Just now, having written that word, I was obliged to stop. Have patience with me: you shall see that your great goodness to me has not been thrown away. You shall hear of manly behaviour on the part of Your ROLAND DOURNAY.
I have taken the name of Dournay here. You will understand why.
[Manna to the Professorin.]
.... I long to throw myself upon your breast, and there to say, "Mother!" and nothing more. The pen trembles in my hand, but I hear you say, "Be strong." I will. I dare not think how it will be when we are again with you. You are our home. We must wait, who knows how long? Who knows with what sacrifices? I dare, not think that Eric may be taken from me--from us.
It seemed like a dream to me, when we trod the soil of this continent--of my native land. I would gladly have floated on with the ship forever. I am living in the house of Dr. Fritz. Eric and Roland have to-day gone to Washington to see Lincoln. I do not realize that Eric is not with me, and yet I must soon let him go, how differently!
We will not be afraid, will we, mother? A wonderful destiny has brought us together and preserved us together; it will remain true to us.
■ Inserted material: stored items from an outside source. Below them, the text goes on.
//! Chat Protocol Types
//!
//! Typed inbound messages and lifecycle events, as delivered by the
//! connection in arrival order, plus the API response shapes the roster
//! fetches.

use chrono::{DateTime, Utc};
use serde::{Deserialize, Serialize};
use std::fmt;

use crate::character::{Gender, Status};

/// Connection lifecycle events
#[derive(Debug, Clone, Copy, Serialize, Deserialize, PartialEq, Eq)]
#[serde(tag = "event", rename_all = "lowercase")]
pub enum ConnectionEvent {
    /// Fired for fresh connects and for every reconnect attempt
    Connecting {
        #[serde(rename = "isReconnect", default)]
        is_reconnect: bool,
    },
    Connected {
        #[serde(rename = "isReconnect", default)]
        is_reconnect: bool,
    },
}

/// One entry of a presence batch: `[name, gender, status, text]`
#[derive(Debug, Clone, Serialize, Deserialize, PartialEq, Eq)]
pub struct PresenceEntry(pub String, pub Gender, pub Status, pub String);

/// Ignore list actions
#[derive(Debug, Clone, Serialize, Deserialize, PartialEq, Eq)]
#[serde(tag = "action", rename_all = "lowercase")]
pub enum IgnoreAction {
    Init { characters: Vec<String> },
    Add { character: String },
    Delete { character: String },
}

/// Relationship change kinds; the server sends many more, which are ignored
#[derive(Debug, Clone, Serialize, Deserialize, PartialEq, Eq)]
#[serde(from = "String", into = "String")]
pub enum RelationshipKind {
    BookmarkAdd,
    BookmarkRemove,
    FriendAdd,
    FriendRemove,
    Other(String),
}

impl From<String> for RelationshipKind {
    fn from(value: String) -> Self {
        match value.as_str() {
            "trackadd" => RelationshipKind::BookmarkAdd,
            "trackrem" => RelationshipKind::BookmarkRemove,
            "friendadd" => RelationshipKind::FriendAdd,
            "friendremove" => RelationshipKind::FriendRemove,
            _ => RelationshipKind::Other(value),
        }
    }
}

impl From<RelationshipKind> for String {
    fn from(kind: RelationshipKind) -> String {
        match kind {
            RelationshipKind::BookmarkAdd => "trackadd".to_string(),
            RelationshipKind::BookmarkRemove => "trackrem".to_string(),
            RelationshipKind::FriendAdd => "friendadd".to_string(),
            RelationshipKind::FriendRemove => "friendremove".to_string(),
            RelationshipKind::Other(other) => other,
        }
    }
}

#[derive(Debug, Clone, Serialize, Deserialize, PartialEq, Eq)]
pub struct RelationshipChange {
    #[serde(rename = "type")]
    pub kind: RelationshipKind,
    #[serde(default)]
    pub name: String,
}

/// Typed server messages that affect the roster
#[derive(Debug, Clone, Serialize, Deserialize, PartialEq, Eq)]
#[serde(tag = "cmd", content = "data")]
pub enum ServerMessage {
    /// Initial presence snapshot
    #[serde(rename = "LIS")]
    PresenceBatch { characters: Vec<PresenceEntry> },
    /// A character came online (or our own identity was confirmed)
    #[serde(rename = "NLN")]
    Online {
        identity: String,
        #[serde(default)]
        gender: Gender,
        #[serde(default = "default_online_status")]
        status: Status,
    },
    #[serde(rename = "FLN")]
    Offline { character: String },
    #[serde(rename = "STA")]
    StatusUpdate {
        character: String,
        status: Status,
        #[serde(default)]
        statusmsg: String,
    },
    #[serde(rename = "IGN")]
    Ignore(IgnoreAction),
    /// Full chat-operator list
    #[serde(rename = "ADL")]
    OpList { ops: Vec<String> },
    #[serde(rename = "AOP")]
    OpAdd { character: String },
    #[serde(rename = "DOP")]
    OpRemove { character: String },
    #[serde(rename = "RTB")]
    Relationship(RelationshipChange),
}

fn default_online_status() -> Status {
    Status::Online
}

impl ServerMessage {
    /// Three-letter protocol code, for logging
    pub fn code(&self) -> &'static str {
        match self {
            ServerMessage::PresenceBatch { .. } => "LIS",
            ServerMessage::Online { .. } => "NLN",
            ServerMessage::Offline { .. } => "FLN",
            ServerMessage::StatusUpdate { .. } => "STA",
            ServerMessage::Ignore(_) => "IGN",
            ServerMessage::OpList { .. } => "ADL",
            ServerMessage::OpAdd { .. } => "AOP",
            ServerMessage::OpRemove { .. } => "DOP",
            ServerMessage::Relationship(_) => "RTB",
        }
    }
}

/// One item of the ordered inbound stream
#[derive(Debug, Clone, Serialize, Deserialize, PartialEq, Eq)]
#[serde(untagged)]
pub enum Inbound {
    Lifecycle(ConnectionEvent),
    Message(ServerMessage),
}

impl From<ConnectionEvent> for Inbound {
    fn from(event: ConnectionEvent) -> Self {
        Inbound::Lifecycle(event)
    }
}

impl From<ServerMessage> for Inbound {
    fn from(message: ServerMessage) -> Self {
        Inbound::Message(message)
    }
}

/// Client command replaying our own status: `STA`
#[derive(Debug, Clone, Serialize, Deserialize, PartialEq, Eq)]
pub struct StatusCommand {
    pub status: Status,
    pub statusmsg: String,
}

/// Read-only API endpoints the roster queries
#[derive(Debug, Clone, Copy, Serialize, Deserialize, PartialEq, Eq, Hash)]
pub enum ApiEndpoint {
    BookmarkList,
    FriendList,
}

impl ApiEndpoint {
    pub fn path(self) -> &'static str {
        match self {
            ApiEndpoint::BookmarkList => "bookmark-list.php",
            ApiEndpoint::FriendList => "friend-list.php",
        }
    }
}

impl fmt::Display for ApiEndpoint {
    fn fmt(&self, f: &mut fmt::Formatter<'_>) -> fmt::Result {
        f.write_str(self.path())
    }
}

/// A friendship edge between two characters
#[derive(Debug, Clone, Serialize, Deserialize, PartialEq, Eq)]
pub struct FriendEdge {
    pub source: String,
    pub dest: String,
    #[serde(with = "chrono::serde::ts_seconds")]
    pub last_online: DateTime<Utc>,
}

#[derive(Debug, Clone, Serialize, Deserialize, PartialEq, Eq, Default)]
pub struct FriendListResponse {
    #[serde(default)]
    pub friends: Vec<FriendEdge>,
}

#[derive(Debug, Clone, Serialize, Deserialize, PartialEq, Eq, Default)]
pub struct BookmarkListResponse {
    #[serde(default)]
    pub characters: Vec<String>,
}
I should like to tell you much of the home where I dwell, and of all the good, intellectually wide-awake people, and often, when I hear the wife and children talking and see them acting, I want to say, "That you get from Eric's mother, from my mother." There exists, over the whole earth, a common fund of n.o.ble thought, as every one finds who bears a portion of it within himself. This is, to me, the meaning of the words, "Seek and ye shall find, knock and it shall be opened unto you." You have given me the power of seeking, of knocking, and I find that it is opened unto me. Oh, mother! Why must it be by means of such tremendous events, poised so narrowly between life and death, that the greatness and goodness, the readiness for martyrdom of the human heart, must be developed? Why not in peace, in love, in quiet cares?
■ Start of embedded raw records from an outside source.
//! Crate-wide error types
//!
//! Failures are classified by origin: the connection collaborator
//! (`ConnectionError`, wrapped here), the profile collaborator, and local
//! configuration/IO. None of them are fatal; roster state stays at its
//! last-known-good values and the next reconnect resynchronizes it.

use serde::{Deserialize, Serialize};
use thiserror::Error;

use crate::connection::ConnectionError;

/// Roster error type
#[derive(Debug, Clone, Error, Serialize, Deserialize)]
#[serde(tag = "type", content = "message")]
pub enum RosterError {
    /// A collaborator API call or send failed
    #[error("Connection error: {0}")]
    Connection(String),

    /// Profile collaborator failed to produce the own profile
    #[error("Profile error: {0}")]
    Profile(String),

    /// Configuration error
    #[error("Configuration error: {0}")]
    Config(String),

    /// IO error
    #[error("IO error: {0}")]
    Io(String),

    /// JSON serialization error
    #[error("Serialization error: {0}")]
    Serialization(String),
}

impl From<RosterError> for String {
    fn from(error: RosterError) -> String {
        error.to_string()
    }
}

/// Result type alias for convenience
pub type Result<T> = std::result::Result<T, RosterError>;

impl From<ConnectionError> for RosterError {
    fn from(err: ConnectionError) -> Self {
        Self::Connection(err.to_string())
    }
}

impl From<std::io::Error> for RosterError {
    fn from(err: std::io::Error) -> Self {
        Self::Io(err.to_string())
    }
}

impl From<serde_json::Error> for RosterError {
    fn from(err: serde_json::Error) -> Self {
        Self::Serialization(err.to_string())
    }
}

#[cfg(test)]
mod tests {
    use super::*;

    #[test]
    fn test_connection_error_conversion() {
        let err: RosterError = ConnectionError::Closed.into();
        assert!(matches!(err, RosterError::Connection(_)));
        assert_eq!(err.to_string(), "Connection error: Connection closed");
    }

    #[test]
    fn test_error_serializes_tagged() {
        let err = RosterError::Profile("not found".to_string());
        let json = serde_json::to_value(&err).unwrap();
        assert_eq!(json["type"], "Profile");
        assert_eq!(json["message"], "not found");
    }
}
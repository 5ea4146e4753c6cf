use std::time::{Duration, Instant};

use crate::logging::Logger;

pub struct ScopedExecutionTimer<'a> {
    task_name: &'a str,
    context: Option<&'a str>,
    started_at: Instant,
    logger: &'a Logger,
}

impl<'a> ScopedExecutionTimer<'a> {
    pub fn new(task_name: &'a str, context: Option<&'a str>, logger: &'a Logger) -> Self {
        Self {
            task_name,
            context,
            started_at: Instant::now(),
            logger,
        }
    }
}

impl Drop for ScopedExecutionTimer<'_> {
    fn drop(&mut self) {
        let elapsed = self.started_at.elapsed();
        self.logger.debug(
            self.context,
            &format!(
                "task '{}' finished in {}",
                self.task_name,
                format_duration_human_friendly(elapsed)
            ),
        );
    }
}

pub fn measure_execution<T, F>(
    task_name: &str,
    context: Option<&str>,
    logger: &Logger,
    task: F,
) -> T
where
    F: FnOnce() -> T,
{
    let timer = ScopedExecutionTimer::new(task_name, context, logger);
    let result = task();
    drop(timer);
    result
}

fn format_duration_human_friendly(duration: Duration) -> String {
    let total_ms = duration.as_secs_f64() * 1000.0;
    if total_ms < 1_000.0 {
        return format!("{total_ms:.2} ms");
    }

    let total_seconds = total_ms / 1_000.0;
    if total_seconds < 60.0 {
        return format!("{total_ms:.2} ms ({total_seconds:.2} s)");
    }

    let minutes = (total_seconds / 60.0).floor();
    let seconds_remainder = total_seconds - (minutes * 60.0);
    format!(
        "{total_ms:.2} ms ({:.0}m {:.2}s)",
        minutes, seconds_remainder
    )
}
That will be the millennium, you have often said, when the best qualities will no longer unfold in struggle, but in beauty and peacefulness. You, my mother, are a messenger and a witness from the paradise-world beyond the strife. Rejoice, as we rejoice, that you are this messenger, this witness. I will become like you, I am and will be your daughter, and will grow ever more truly so.
It is well that I was interrupted in this. Lilian has a fresh voice, and our friend Knopf's betrothed sings beautifully. We have practised pieces in which I accompany Lilian's singing on the harp. Oh, if we could send some of those tones over the sea! In the midst of the uproar of life around us, here we sit and sing by the hour together. Now I understand anew that saying, that art is a redeemer;--that saying of father's.
Why is the word father so harrowing to my soul? How happy it was for my mother to be s.n.a.t.c.hed away as she was! When I fall into this train of thought, I always feel as if entering a desert, far, far away; nowhere anything cheering to the eye or refreshing to the soul. We must bear it.
I see with sorrow that I am writing confusedly; but you know and believe me, when I say that I am really calm, and, above all, you are to know that I never burden our Eric with these heavy thoughts. It is less from intention than--no, as soon as he comes, all dread and grief vanish; everything is light, sunshine, day.
Three days later.
Eric has returned with Roland from Washington. They have much to tell, and Roland is in a state of enthusiasm which you can easily picture to yourself.